Pathos- The stern look on the character Uncle Sam depicts the seriousness of the situation and appeals to the emotion of the situation that this war is important and everyone is needed
Pathos- The use of the word “You” and the pointing of the finger in the picture is a direct address to the audience calling upon the emotions created by a call of the nation. This helped each individual feel like they are a part of the cause personally. (“Rhetoric Analysis”, 2011)
Pathos- The color scheme of the poster was designed to catch America’s eye because there is meaning to three colors.
Logos- The occasion of this advertisement the credibility of the United States is strong and extremely persuasive especially to the young men willing to join the army, in the United States’ mission to create peace within Europe.
Logos- During a chaotic time, the poster directly tells the viewer what they should do and helped maintain the country’s stability. (“Rhetoric Analysis”, 2011)

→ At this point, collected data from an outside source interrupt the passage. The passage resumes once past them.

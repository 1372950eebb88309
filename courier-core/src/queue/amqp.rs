//! AMQP binding using [`lapin`].
//!
//! Messages are published to a durable direct exchange with a routing key and
//! consumed from a durable queue bound to it. The exchange, queue and binding
//! are declared on connect.
//!
//! Publishing uses publisher confirms and `mandatory` routing: a batch only
//! succeeds if the broker acknowledged every message and routed it to at
//! least one queue. User properties travel as AMQP headers.
//!
//! AMQP has neither a dead-letter operation nor lock renewal;
//! [`Receiver::dead_letter`](crate::receiver::Receiver::dead_letter) and
//! [`Receiver::keep_alive`](crate::receiver::Receiver::keep_alive) fail with
//! [`MessagingError::Unsupported`].
//!
//! # Example
//!
//! ```no_run
//! use courier::{
//!     message::Message,
//!     queue::{amqp::{AMQPOptions, AMQPPublisher, AMQPReceiverBackend}, Dispatch, Publisher},
//!     receiver::{QueueReceiver, Receiver, ReceiverExt},
//!     CancellationToken,
//! };
//! use std::sync::Arc;
//!
//! #[tokio::main]
//! async fn main() -> anyhow::Result<()> {
//!     let options = AMQPOptions {
//!         uri: "amqp://localhost:5672",
//!         exchange: "orders",
//!         queue: "orders",
//!         routing_key: "orders",
//!         prefetch: 10,
//!         auto_ack: false,
//!         dispatch: Dispatch::Sequential,
//!     };
//!
//!     let publisher = AMQPPublisher::connect(&options).await?;
//!     publisher.send(vec![Message::new("hello world")]).await?;
//!     publisher.close().await?;
//!
//!     let receiver = Arc::new(QueueReceiver::new(AMQPReceiverBackend::new(&options)));
//!     let handler = {
//!         let receiver = receiver.clone();
//!         move |messages: Vec<Message>, _: CancellationToken| {
//!             let receiver = receiver.clone();
//!             async move {
//!                 receiver.confirm(&messages).await?;
//!                 anyhow::Ok(())
//!             }
//!         }
//!     };
//!     receiver.listen_with(handler, CancellationToken::new()).await?;
//!
//!     Ok(())
//! }
//! ```
use std::time::Duration;

use anyhow::anyhow;
use async_trait::async_trait;
use bytes::Bytes;
use chrono::DateTime;
use futures::StreamExt;
use lapin::{
    message::Delivery,
    options::{
        BasicAckOptions, BasicCancelOptions, BasicConsumeOptions, BasicPublishOptions,
        BasicRejectOptions, ConfirmSelectOptions, ExchangeDeclareOptions, QueueBindOptions,
        QueueDeclareOptions,
    },
    publisher_confirm::Confirmation,
    types::{AMQPValue, ByteArray, FieldTable, LongString, ShortString},
    BasicProperties, ExchangeKind,
};
use tracing::{debug, instrument};

use super::{
    publisher::prepare_batch, BackendChannel, Capabilities, Dispatch, Publisher, RawDelivery,
    ReceiverBackend, Subscription,
};
use crate::{
    acker::DeliveryToken,
    common::consumer_tag,
    error::{MessagingError, Result},
    message::{system, Message, Properties, PropertyValue},
};

const BACKEND: &str = "amqp";

/// Options for connecting to an AMQP broker.
#[derive(Clone, Copy, Debug)]
pub struct AMQPOptions<'a> {
    /// The AMQP URI to connect to.
    pub uri: &'a str,
    /// The exchange messages are published to. The empty string selects the
    /// broker's default exchange, which routes by queue name.
    pub exchange: &'a str,
    pub queue: &'a str,
    pub routing_key: &'a str,
    /// The Quality of Service to use for the queue.
    /// This determines how many unacknowledged messages the broker will deliver
    /// to the consumer before requiring acknowledgements. By setting this,
    /// you can control the rate at which messages are delivered to a consumer,
    /// thus affecting throughput and ensuring that a single consumer
    /// doesn't get overwhelmed. See <https://www.rabbitmq.com/consumer-prefetch.html>
    pub prefetch: u16,
    /// Let the broker consider deliveries acknowledged as soon as they are
    /// sent. Confirming or rejecting such deliveries does nothing.
    pub auto_ack: bool,
    /// Dispatch policy, capped at `prefetch` concurrent handlers.
    pub dispatch: Dispatch,
}

/// Owned exchange, queue and routing key.
#[derive(Clone, Debug)]
struct Destination {
    exchange: String,
    queue: String,
    routing_key: String,
}

impl Destination {
    fn new(options: &AMQPOptions<'_>) -> Self {
        Self {
            exchange: options.exchange.to_string(),
            queue: options.queue.to_string(),
            routing_key: options.routing_key.to_string(),
        }
    }

    /// The default exchange routes by queue name.
    fn publish_routing_key(&self) -> &str {
        if self.exchange.is_empty() {
            &self.queue
        } else {
            &self.routing_key
        }
    }

    #[instrument(skip(channel), level = "debug")]
    async fn declare(&self, channel: &lapin::Channel) -> Result<()> {
        channel
            .queue_declare(
                &self.queue,
                QueueDeclareOptions {
                    durable: true,
                    ..Default::default()
                },
                FieldTable::default(),
            )
            .await?;

        if self.exchange.is_empty() {
            return Ok(());
        }

        channel
            .exchange_declare(
                &self.exchange,
                ExchangeKind::Direct,
                ExchangeDeclareOptions {
                    durable: true,
                    ..Default::default()
                },
                FieldTable::default(),
            )
            .await?;
        channel
            .queue_bind(
                &self.queue,
                &self.exchange,
                &self.routing_key,
                QueueBindOptions::default(),
                FieldTable::default(),
            )
            .await?;

        Ok(())
    }
}

async fn connect(uri: &str) -> Result<lapin::Connection> {
    let options = lapin::ConnectionProperties::default()
        .with_executor(tokio_executor_trait::Tokio::current())
        .with_reactor(tokio_reactor_trait::Tokio);

    Ok(lapin::Connection::connect(uri, options).await?)
}

fn tag_of(token: &DeliveryToken) -> Result<u64> {
    match token {
        DeliveryToken::Tag(tag) => Ok(*tag),
        DeliveryToken::Lock(_) => Err(MessagingError::invalid_state(format!(
            "{token} is not a delivery tag"
        ))),
    }
}

/// Convert user properties into AMQP headers.
///
/// AMQP timestamps have a resolution of one second; sub-second precision is
/// dropped.
fn to_field_table(properties: &Properties) -> FieldTable {
    let mut table = FieldTable::default();
    for (key, value) in properties {
        let value = match value {
            PropertyValue::Null => AMQPValue::Void,
            PropertyValue::Bool(value) => AMQPValue::Boolean(*value),
            PropertyValue::Int(value) => AMQPValue::LongLongInt(*value),
            PropertyValue::Float(value) => AMQPValue::Double(*value),
            PropertyValue::String(value) => AMQPValue::LongString(LongString::from(value.clone())),
            PropertyValue::Bytes(value) => AMQPValue::ByteArray(ByteArray::from(value.to_vec())),
            PropertyValue::Timestamp(value) => {
                AMQPValue::Timestamp(u64::try_from(value.timestamp()).unwrap_or_default())
            }
        };
        table.insert(ShortString::from(key.clone()), value);
    }
    table
}

fn from_amqp_value(value: &AMQPValue) -> Option<PropertyValue> {
    let value = match value {
        AMQPValue::Void => PropertyValue::Null,
        AMQPValue::Boolean(value) => PropertyValue::Bool(*value),
        AMQPValue::ShortShortInt(value) => PropertyValue::Int((*value).into()),
        AMQPValue::ShortShortUInt(value) => PropertyValue::Int((*value).into()),
        AMQPValue::ShortInt(value) => PropertyValue::Int((*value).into()),
        AMQPValue::ShortUInt(value) => PropertyValue::Int((*value).into()),
        AMQPValue::LongInt(value) => PropertyValue::Int((*value).into()),
        AMQPValue::LongUInt(value) => PropertyValue::Int((*value).into()),
        AMQPValue::LongLongInt(value) => PropertyValue::Int(*value),
        AMQPValue::Float(value) => PropertyValue::Float((*value).into()),
        AMQPValue::Double(value) => PropertyValue::Float(*value),
        AMQPValue::ShortString(value) => PropertyValue::String(value.as_str().to_string()),
        AMQPValue::LongString(value) => {
            PropertyValue::String(String::from_utf8_lossy(value.as_bytes()).into_owned())
        }
        AMQPValue::ByteArray(value) => PropertyValue::Bytes(Bytes::copy_from_slice(value.as_slice())),
        AMQPValue::Timestamp(value) => {
            PropertyValue::Timestamp(DateTime::from_timestamp(i64::try_from(*value).ok()?, 0)?)
        }
        _ => return None,
    };
    Some(value)
}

"When the U.S. Army first started using Uncle Sam during WWI, recruitment skyrocketed and morale on the home front soared. In fact, the image formed the bedrock of all military enlisting efforts from World War I to Korea. At the height of WWII, Uncle Sam even had his own comic book. But during the Vietnam era, the icon’s overtly patriotic appeal clashed with growing public cynicism over the war, and recruiters were forced to phase him out. For a brief time, he even became a popular symbol of the anti-war movement. However, by the time the Gulf War rolled around, Uncle Sam had once again regained his place as a stirring symbol of national pride."